▶ Task to complete:
Pull every line containing "outcome" from the listing.

┌────────

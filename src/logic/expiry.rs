//! Alert Expiry Scheduler
//!
//! One cancellable timer per alert. A timer never touches dashboard state:
//! it only posts `Command::Expire(id)` back into the service's command
//! channel, where it is serialised with event application.

use std::collections::HashMap;
use std::time::Duration;
use tokio::sync::mpsc::WeakUnboundedSender;
use tokio::task::JoinHandle;

use super::event::EventId;
use super::service::Command;

pub struct ExpiryScheduler {
    dwell: Duration,
    commands: WeakUnboundedSender<Command>,
    timers: HashMap<EventId, JoinHandle<()>>,
}

impl ExpiryScheduler {
    pub fn new(dwell: Duration, commands: WeakUnboundedSender<Command>) -> Self {
        Self {
            dwell,
            commands,
            timers: HashMap::new(),
        }
    }

    /// Start the dwell timer for `id`, replacing any timer already running for it
    pub fn schedule(&mut self, id: EventId) {
        self.cancel(&id);

        let dwell = self.dwell;
        let commands = self.commands.clone();
        let timer_id = id.clone();
        let handle = tokio::spawn(async move {
            tokio::time::sleep(dwell).await;
            if let Some(tx) = commands.upgrade() {
                let _ = tx.send(Command::Expire(timer_id));
            }
        });

        self.timers.insert(id, handle);
    }

    /// Cancel one timer (manual dismiss or truncation). Others keep running.
    pub fn cancel(&mut self, id: &EventId) -> bool {
        match self.timers.remove(id) {
            Some(handle) => {
                handle.abort();
                true
            }
            None => false,
        }
    }

    /// Forget a timer that has already fired
    pub fn fired(&mut self, id: &EventId) {
        self.timers.remove(id);
    }

    /// Teardown: abort every pending timer
    pub fn cancel_all(&mut self) {
        for (_, handle) in self.timers.drain() {
            handle.abort();
        }
    }

    pub fn pending(&self) -> usize {
        self.timers.len()
    }
}

impl Drop for ExpiryScheduler {
    fn drop(&mut self) {
        self.cancel_all();
    }
}

#[cfg(test)]
mod tests {
    use super::*;
    use tokio::sync::mpsc;

    #[tokio::test(start_paused = true)]
    async fn test_timer_posts_expire() {
        let (tx, mut rx) = mpsc::unbounded_channel();
        let mut scheduler = ExpiryScheduler::new(Duration::from_secs(5), tx.downgrade());

        let started = tokio::time::Instant::now();
        scheduler.schedule(EventId::new("a"));

        match rx.recv().await {
            Some(Command::Expire(id)) => assert_eq!(id.as_str(), "a"),
            other => panic!("unexpected command: {:?}", other),
        }
        assert!(started.elapsed() >= Duration::from_secs(5));
    }

    #[tokio::test(start_paused = true)]
    async fn test_cancel_only_target() {
        let (tx, mut rx) = mpsc::unbounded_channel();
        let mut scheduler = ExpiryScheduler::new(Duration::from_secs(5), tx.downgrade());

        scheduler.schedule(EventId::new("a"));
        scheduler.schedule(EventId::new("b"));
        assert!(scheduler.cancel(&EventId::new("a")));
        assert_eq!(scheduler.pending(), 1);

        match rx.recv().await {
            Some(Command::Expire(id)) => assert_eq!(id.as_str(), "b"),
            other => panic!("unexpected command: {:?}", other),
        }
    }

    #[tokio::test(start_paused = true)]
    async fn test_cancel_all_silences_timers() {
        let (tx, mut rx) = mpsc::unbounded_channel::<Command>();
        let mut scheduler = ExpiryScheduler::new(Duration::from_secs(5), tx.downgrade());

        scheduler.schedule(EventId::new("a"));
        scheduler.schedule(EventId::new("b"));
        scheduler.cancel_all();
        assert_eq!(scheduler.pending(), 0);

        tokio::time::sleep(Duration::from_secs(10)).await;
        assert!(rx.try_recv().is_err());
    }
}
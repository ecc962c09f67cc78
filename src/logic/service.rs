//! Dashboard Service - Polling loop
//!
//! Owns the dashboard state in a single task:
//! fetch -> apply -> publish snapshot, once per tick, never overlapping.
//! Alert timers and user dismissals come back in through the command
//! channel so every mutation goes through the same path.

use chrono::{DateTime, Utc};
use serde::Serialize;
use std::time::Duration;
use tokio::sync::{mpsc, watch};
use tokio::task::JoinHandle;
use tokio::time::{interval_at, Instant, MissedTickBehavior};

use super::aggregator::{AggregatorConfig, DashboardState, DashboardView};
use super::event::{ClassificationEvent, EventId};
use super::expiry::ExpiryScheduler;
use super::source::{ConnectionStatus, EventSource, StatusCell};
use crate::config::Config;

/// Messages serialised with event application
#[derive(Debug, Clone, PartialEq)]
pub enum Command {
    /// User closed an alert
    Dismiss(EventId),
    /// Alert dwell elapsed
    Expire(EventId),
    /// Stop polling and cancel alert timers
    Shutdown,
}

enum Wake {
    Tick,
    Command(Option<Command>),
}

/// What the presentation layer receives
#[derive(Debug, Clone, Serialize)]
pub struct DashboardSnapshot {
    pub generated_at: DateTime<Utc>,
    pub connection: ConnectionStatus,
    pub connection_text: &'static str,
    #[serde(flatten)]
    pub view: DashboardView,
}

pub struct DashboardService<S> {
    poll_interval: Duration,
    source: S,
    state: DashboardState,
    status: StatusCell,
    scheduler: ExpiryScheduler,
    commands: mpsc::UnboundedReceiver<Command>,
    snapshots: watch::Sender<DashboardSnapshot>,
}

/// Handle held by the presentation layer
pub struct DashboardHandle {
    commands: mpsc::UnboundedSender<Command>,
    snapshots: watch::Receiver<DashboardSnapshot>,
    task: JoinHandle<()>,
}

impl<S: EventSource + 'static> DashboardService<S> {
    /// Start a session now and spawn the polling loop
    pub fn spawn(config: &Config, source: S, status: StatusCell) -> DashboardHandle {
        Self::spawn_with(config, AggregatorConfig::default(), source, status)
    }

    pub fn spawn_with(
        config: &Config,
        limits: AggregatorConfig,
        source: S,
        status: StatusCell,
    ) -> DashboardHandle {
        let session_start = Utc::now();
        let state = DashboardState::with_config(limits, session_start);

        let (command_tx, command_rx) = mpsc::unbounded_channel();
        let initial = snapshot_of(&state, &status, session_start);
        let (snapshot_tx, snapshot_rx) = watch::channel(initial);

        let dwell = limits.alert_dwell.to_std().unwrap_or(Duration::ZERO);
        let service = Self {
            poll_interval: config.poll_interval,
            source,
            state,
            status,
            scheduler: ExpiryScheduler::new(dwell, command_tx.downgrade()),
            commands: command_rx,
            snapshots: snapshot_tx,
        };

        log::info!(
            "Dashboard session started (poll every {}s)",
            config.poll_interval.as_secs_f64()
        );

        DashboardHandle {
            commands: command_tx,
            snapshots: snapshot_rx,
            task: tokio::spawn(service.run()),
        }
    }

    async fn run(mut self) {
        let mut ticker = interval_at(Instant::now() + self.poll_interval, self.poll_interval);
        // A slow fetch skips ticks instead of queueing them
        ticker.set_missed_tick_behavior(MissedTickBehavior::Skip);

        loop {
            let wake = tokio::select! {
                _ = ticker.tick() => Wake::Tick,
                command = self.commands.recv() => Wake::Command(command),
            };

            match wake {
                Wake::Tick => self.poll_once().await,
                Wake::Command(Some(Command::Shutdown)) | Wake::Command(None) => break,
                Wake::Command(Some(command)) => self.handle_command(command),
            }
        }

        self.scheduler.cancel_all();
        log::info!("Dashboard session stopped after {} events", self.state.stats().total);
    }

    async fn poll_once(&mut self) {
        match self.source.fetch_next().await {
            Ok(event) => self.ingest(event),
            Err(e) => log::error!("Poll failed: {}", e),
        }
        self.publish();
    }

    fn ingest(&mut self, event: ClassificationEvent) {
        let event_id = event.id.clone();
        match self.state.apply(event, Utc::now()) {
            Ok(outcome) => {
                for id in &outcome.evicted_alerts {
                    self.scheduler.cancel(id);
                }
                if let Some(alert) = outcome.alert {
                    log::warn!(
                        "Threat detected: {} ({:.1}% confidence)",
                        alert.label,
                        alert.confidence * 100.0
                    );
                    self.scheduler.schedule(alert.id);
                } else {
                    log::debug!("Event {} classified {}", event_id, outcome.label);
                }
            }
            Err(e) => log::warn!("Skipping event {}: {}", event_id, e),
        }
    }

    fn handle_command(&mut self, command: Command) {
        match command {
            Command::Dismiss(id) => {
                self.scheduler.cancel(&id);
                if self.state.dismiss_alert(&id) {
                    log::debug!("Alert {} dismissed", id);
                }
            }
            Command::Expire(id) => {
                self.scheduler.fired(&id);
                self.state.dismiss_alert(&id);
            }
            Command::Shutdown => {}
        }
        self.publish();
    }

    fn publish(&mut self) {
        let now = Utc::now();
        for id in self.state.expire_alerts(now) {
            self.scheduler.cancel(&id);
        }
        self.snapshots
            .send_replace(snapshot_of(&self.state, &self.status, now));
    }
}

fn snapshot_of(state: &DashboardState, status: &StatusCell, now: DateTime<Utc>) -> DashboardSnapshot {
    let connection = status.get();
    DashboardSnapshot {
        generated_at: now,
        connection,
        connection_text: connection.display_text(),
        view: state.view(now),
    }
}

impl DashboardHandle {
    /// New receiver for snapshot updates
    pub fn subscribe(&self) -> watch::Receiver<DashboardSnapshot> {
        self.snapshots.clone()
    }

    /// Latest published snapshot
    pub fn snapshot(&self) -> DashboardSnapshot {
        self.snapshots.borrow().clone()
    }

    pub fn dismiss(&self, id: EventId) {
        let _ = self.commands.send(Command::Dismiss(id));
    }

    /// Stop polling, cancel alert timers and wait for the loop to exit
    pub async fn shutdown(self) {
        let _ = self.commands.send(Command::Shutdown);
        if let Err(e) = self.task.await {
            log::error!("Dashboard task ended abnormally: {}", e);
        }
    }
}

#[cfg(test)]
mod tests {
    use super::*;
    use crate::error::{DashboardError, DashboardResult};
    use crate::logic::event::fixtures::event;
    use crate::logic::labels::ThreatLabel;
    use std::collections::VecDeque;

    struct Scripted(VecDeque<ClassificationEvent>);

    impl EventSource for Scripted {
        async fn fetch_next(&mut self) -> DashboardResult<ClassificationEvent> {
            self.0
                .pop_front()
                .ok_or_else(|| DashboardError::SourceUnavailable("script exhausted".to_string()))
        }
    }

    fn config(poll_secs: u64) -> Config {
        Config {
            poll_interval: Duration::from_secs(poll_secs),
            ..Config::default()
        }
    }

    async fn next(rx: &mut watch::Receiver<DashboardSnapshot>) -> DashboardSnapshot {
        rx.changed().await.unwrap();
        rx.borrow_and_update().clone()
    }

    #[tokio::test(start_paused = true)]
    async fn test_poll_applies_and_publishes() {
        let source = Scripted(VecDeque::from(vec![
            event("1", ThreatLabel::Benign, 0.9),
            event("2", ThreatLabel::Benign, 0.9),
        ]));
        let handle = DashboardService::spawn(&config(5), source, StatusCell::default());
        let mut rx = handle.subscribe();

        let initial = handle.snapshot();
        assert_eq!(initial.view.stats.total, 0);
        assert_eq!(initial.connection, ConnectionStatus::Connecting);

        let started = Instant::now();
        let first = next(&mut rx).await;
        assert_eq!(first.view.stats.total, 1);
        assert!(started.elapsed() >= Duration::from_secs(5));

        let second = next(&mut rx).await;
        assert_eq!(second.view.stats.total, 2);
        assert_eq!(second.view.feed[0].id.as_str(), "2");

        handle.shutdown().await;
    }

    #[tokio::test(start_paused = true)]
    async fn test_malformed_event_skipped() {
        let mut bad = event("bad", ThreatLabel::Bot, 0.9);
        bad.label = "Malware".to_string();
        let source = Scripted(VecDeque::from(vec![bad, event("good", ThreatLabel::Bot, 0.9)]));
        let handle = DashboardService::spawn(&config(5), source, StatusCell::default());
        let mut rx = handle.subscribe();

        let first = next(&mut rx).await;
        assert_eq!(first.view.stats.total, 0);

        let second = next(&mut rx).await;
        assert_eq!(second.view.stats.total, 1);
        assert_eq!(second.view.histogram[&ThreatLabel::Bot], 1);

        handle.shutdown().await;
    }

    #[tokio::test(start_paused = true)]
    async fn test_alert_timer_expires_alert() {
        let source = Scripted(VecDeque::from(vec![event("t", ThreatLabel::DDoS, 0.92)]));
        let handle = DashboardService::spawn(&config(600), source, StatusCell::default());
        let mut rx = handle.subscribe();

        let applied = next(&mut rx).await;
        assert_eq!(applied.view.alerts.len(), 1);
        let raised = Instant::now();

        let expired = next(&mut rx).await;
        assert!(expired.view.alerts.is_empty());
        assert!(raised.elapsed() >= Duration::from_secs(5));
        assert_eq!(expired.view.stats.threat_count, 1);

        handle.shutdown().await;
    }

    #[tokio::test(start_paused = true)]
    async fn test_dismiss_removes_alert() {
        let source = Scripted(VecDeque::from(vec![event("t", ThreatLabel::DoS, 0.9)]));
        let handle = DashboardService::spawn(&config(600), source, StatusCell::default());
        let mut rx = handle.subscribe();

        let applied = next(&mut rx).await;
        assert_eq!(applied.view.alerts.len(), 1);

        handle.dismiss(EventId::new("t"));
        let dismissed = next(&mut rx).await;
        assert!(dismissed.view.alerts.is_empty());

        handle.shutdown().await;
    }

    #[tokio::test(start_paused = true)]
    async fn test_source_error_keeps_polling() {
        let status = StatusCell::default();
        let handle = DashboardService::spawn(&config(5), Scripted(VecDeque::new()), status);
        let mut rx = handle.subscribe();

        // Each failed tick still publishes; the loop stays alive
        for _ in 0..3 {
            let snapshot = next(&mut rx).await;
            assert_eq!(snapshot.view.stats.total, 0);
        }

        handle.shutdown().await;
    }
}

└────────

▶ Answer area:
            Ok(outcome) => {
                for id in &outcome.evicted_alerts {
                if let Some(alert) = outcome.alert {
                    log::debug!("Event {} classified {}", event_id, outcome.label);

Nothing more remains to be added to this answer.